= PROBLEM STATEMENT =
Line count for the string "honest": give the number of lines in the data below that contain it, and nothing more.

(Dataset entries)

--------------------------------

#[cfg(test)]
mod tests {
    use super::*;
    use async_trait::async_trait;
    use std::sync::Mutex;

    struct Scripted {
        replies: Mutex<Vec<Result<String, CommentError>>>,
        calls: Mutex<Vec<(String, SamplingParams)>>,
    }

    impl Scripted {
        fn new(replies: Vec<Result<String, CommentError>>) -> Self {
            Self {
                replies: Mutex::new(replies),
                calls: Mutex::new(Vec::new()),
            }
        }

        fn call_count(&self) -> usize {
            self.calls.lock().unwrap().len()
        }
    }

    #[async_trait]
    impl TextGenerator for Scripted {
        async fn complete(&self, prompt: &str, params: &SamplingParams) -> Result<String, CommentError> {
            self.calls.lock().unwrap().push((prompt.to_string(), *params));
            let mut replies = self.replies.lock().unwrap();
            if replies.is_empty() {
                return Err(CommentError::Network("script exhausted".to_string()));
            }
            replies.remove(0)
        }
    }

    fn session() -> CommentSession {
        CommentSession::with_seed(PostProcessor::default(), 42)
    }

    // ================================================================
    // RECENT HISTORY
    // ================================================================

    #[test]
    fn test_history_is_most_recent_first_and_bounded() {
        let mut history = RecentHistory::new();
        for i in 0..9 {
            history.push(format!("comment {}", i));
        }
        assert_eq!(history.len(), HISTORY_CAPACITY);
        let entries: Vec<&str> = history.iter().collect();
        assert_eq!(entries.first(), Some(&"comment 8"));
        assert_eq!(entries.last(), Some(&"comment 3"));
    }

    #[test]
    fn test_history_clear() {
        let mut history = RecentHistory::new();
        history.push("one");
        history.clear();
        assert!(history.is_empty());
    }

    // ================================================================
    // PREDICATES
    // ================================================================

    #[test]
    fn test_concrete_reference_by_shared_word() {
        assert!(has_concrete_reference(
            "Love this simple yet powerful habit! Reflecting on small wins matters.",
            "One habit that changed my year: writing down a win every evening."
        ));
        assert!(!has_concrete_reference("Great stuff.", "Quarterly revenue grew"));
    }

    #[test]
    fn test_identical_history_entry_is_too_similar() {
        let mut history = RecentHistory::new();
        history.push("This is great advice.");
        let verdict = evaluate("This is great advice.", &history, "great advice", &PhraseFilters::defaults());
        assert!(verdict.too_similar);
        assert!(!verdict.has_banned);
        assert!(!verdict.lacks_concrete);
        assert!(verdict.needs_regeneration());
    }

    #[test]
    fn test_banned_phrase_detected_as_substring() {
        let verdict = evaluate(
            "At the end of the day, delegation wins.",
            &RecentHistory::new(),
            "delegation",
            &PhraseFilters::defaults(),
        );
        assert!(verdict.has_banned);
    }

    #[test]
    fn test_clean_candidate_passes() {
        let verdict = evaluate(
            "Delegation after systems is the unlock.",
            &RecentHistory::new(),
            "Delegation is hard",
            &PhraseFilters::defaults(),
        );
        assert_eq!(verdict, GateVerdict::default());
    }

    // ================================================================
    // REGENERATION INPUTS
    // ================================================================

    #[test]
    fn test_restrictions_block_lists_phrases() {
        let filters = PhraseFilters::defaults();
        let block = restrictions_block(filters.gate_phrases(), false);
        assert!(block.starts_with("\nRESTRICTIONS:"));
        assert!(block.contains("\"paradigm shift\""));
        assert!(block.contains("(quote it)"));
        assert!(block.contains("Do not ask any questions."));
        assert!(block.contains("Vary sentence lengths"));
        assert!(block.contains("Keep the selected TONE and LENGTH"));
    }

    #[test]
    fn test_jitter_stays_in_bounds() {
        let mut rng = StdRng::seed_from_u64(1);
        for _ in 0..500 {
            let t = jittered_temperature(0.5, &mut rng);
            assert!((0.45..=0.5601).contains(&t), "{}", t);
            let hot = jittered_temperature(0.94, &mut rng);
            assert!(hot <= MAX_TEMPERATURE);
            let cold = jittered_temperature(0.40, &mut rng);
            assert!(cold >= MIN_TEMPERATURE);
        }
    }

    #[test]
    fn test_de_identify_is_case_sensitive() {
        assert_eq!(de_identify("This works. It is that simple."), " works.  is that simple.");
        assert_eq!(de_identify("Thistle and Items stay."), "Thistle and Items stay.");
    }

    // ================================================================
    // STATE MACHINE
    // ================================================================

    #[tokio::test]
    async fn test_accepts_without_regeneration() {
        let generator = Scripted::new(vec![]);
        let mut session = session();
        let post = SourcePost::new("Small daily habits compound.");

        let result = session
            .process_comment("Daily habits really do compound.", &GenerationConfig::default(), &post, "prompt", &generator)
            .await
            .unwrap();

        assert_eq!(result, "Daily habits really do compound.");
        assert_eq!(generator.call_count(), 0);
        assert_eq!(session.history().iter().next(), Some("Daily habits really do compound."));
    }

    #[tokio::test]
    async fn test_repeat_of_history_triggers_one_regeneration() {
        let generator = Scripted::new(vec![Ok("Shipping weekly keeps great advice honest.".to_string())]);
        let mut session = session();
        let post = SourcePost::new("Some great advice on shipping.");
        session.history.push("This is great advice.");

        let result = session
            .process_comment("This is great advice.", &GenerationConfig::default(), &post, "BASE PROMPT", &generator)
            .await
            .unwrap();

        assert_eq!(result, "Shipping weekly keeps great advice honest.");
        assert_eq!(generator.call_count(), 1);

        let calls = generator.calls.lock().unwrap();
        let (prompt, params) = &calls[0];
        assert!(prompt.starts_with("BASE PROMPT\nRESTRICTIONS:"));
        assert!((0.45..=0.5601).contains(&params.temperature));
        assert_eq!(session.history().len(), 2);
    }

    #[tokio::test]
    async fn test_gate_phrase_triggers_one_regeneration() {
        let generator = Scripted::new(vec![Ok("Shipping weekly keeps feedback fresh.".to_string())]);
        let mut session = session();
        let post = SourcePost::new("We ship weekly now.");

        let result = session
            .process_comment(
                "At the end of the day we ship weekly.",
                &GenerationConfig::default(),
                &post,
                "BASE",
                &generator,
            )
            .await
            .unwrap();

        assert_eq!(result, "Shipping weekly keeps feedback fresh.");
        assert_eq!(generator.call_count(), 1);
        let calls = generator.calls.lock().unwrap();
        assert!(calls[0].0.contains("\"at the end of the day\""));
        assert_eq!(session.history().iter().next(), Some("Shipping weekly keeps feedback fresh."));
    }

    #[tokio::test]
    async fn test_missing_concrete_reference_triggers_regeneration() {
        let generator = Scripted::new(vec![Ok("The quarterly revenue jump is impressive.".to_string())]);
        let mut session = session();
        let post = SourcePost::new("Quarterly revenue up 40 percent.");

        let result = session
            .process_comment("Great stuff all around.", &GenerationConfig::default(), &post, "p", &generator)
            .await
            .unwrap();

        assert_eq!(result, "The quarterly revenue jump is impressive.");
        assert_eq!(generator.call_count(), 1);
    }

    #[tokio::test]
    async fn test_still_similar_after_regeneration_is_de_identified() {
        let generator = Scripted::new(vec![Ok("It is great advice. That helps teams.".to_string())]);
        let mut session = session();
        let post = SourcePost::new("great advice for teams");
        session.history.push("It is great advice. That helps teams.");

        let result = session
            .process_comment("It is great advice. That helps teams.", &GenerationConfig::default(), &post, "p", &generator)
            .await
            .unwrap();

        // "It" and "That" are deleted; the sentence left opening with "is"
        // reads as a question and is dropped by the seal.
        assert_eq!(result, "Helps teams.");
        assert_eq!(generator.call_count(), 1, "never more than one retry");
        assert_eq!(session.history().iter().next(), Some("Helps teams."));
    }

    #[tokio::test]
    async fn test_regeneration_failure_propagates() {
        let generator = Scripted::new(vec![Err(CommentError::Network("reset".to_string()))]);
        let mut session = session();
        let post = SourcePost::new("Quarterly revenue up.");

        let result = session
            .process_comment("Great stuff all around.", &GenerationConfig::default(), &post, "p", &generator)
            .await;

        match result {
            Err(CommentError::RegenerationFailure(cause)) => {
                assert!(matches!(*cause, CommentError::Network(_)));
            }
            other => panic!("expected regeneration failure, got {:?}", other),
        }
        assert!(session.history().is_empty(), "nothing accepted on failure");
    }

    #[tokio::test]
    async fn test_blank_regeneration_is_a_failure() {
        let generator = Scripted::new(vec![Ok("  ".to_string())]);
        let mut session = session();

        let result = session
            .process_comment("Great stuff.", &GenerationConfig::default(), &SourcePost::new("revenue"), "p", &generator)
            .await;

        assert!(matches!(result, Err(CommentError::RegenerationFailure(_))));
    }

    #[tokio::test]
    async fn test_blank_input_is_empty_upstream_result() {
        let generator = Scripted::new(vec![]);
        let mut session = session();

        let result = session
            .process_comment("", &GenerationConfig::default(), &SourcePost::new("post"), "p", &generator)
            .await;

        assert!(matches!(result, Err(CommentError::EmptyUpstreamResult)));
        assert_eq!(generator.call_count(), 0);
    }
}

--------------------------------

= RESPONSE TO THE EXERCISE =
2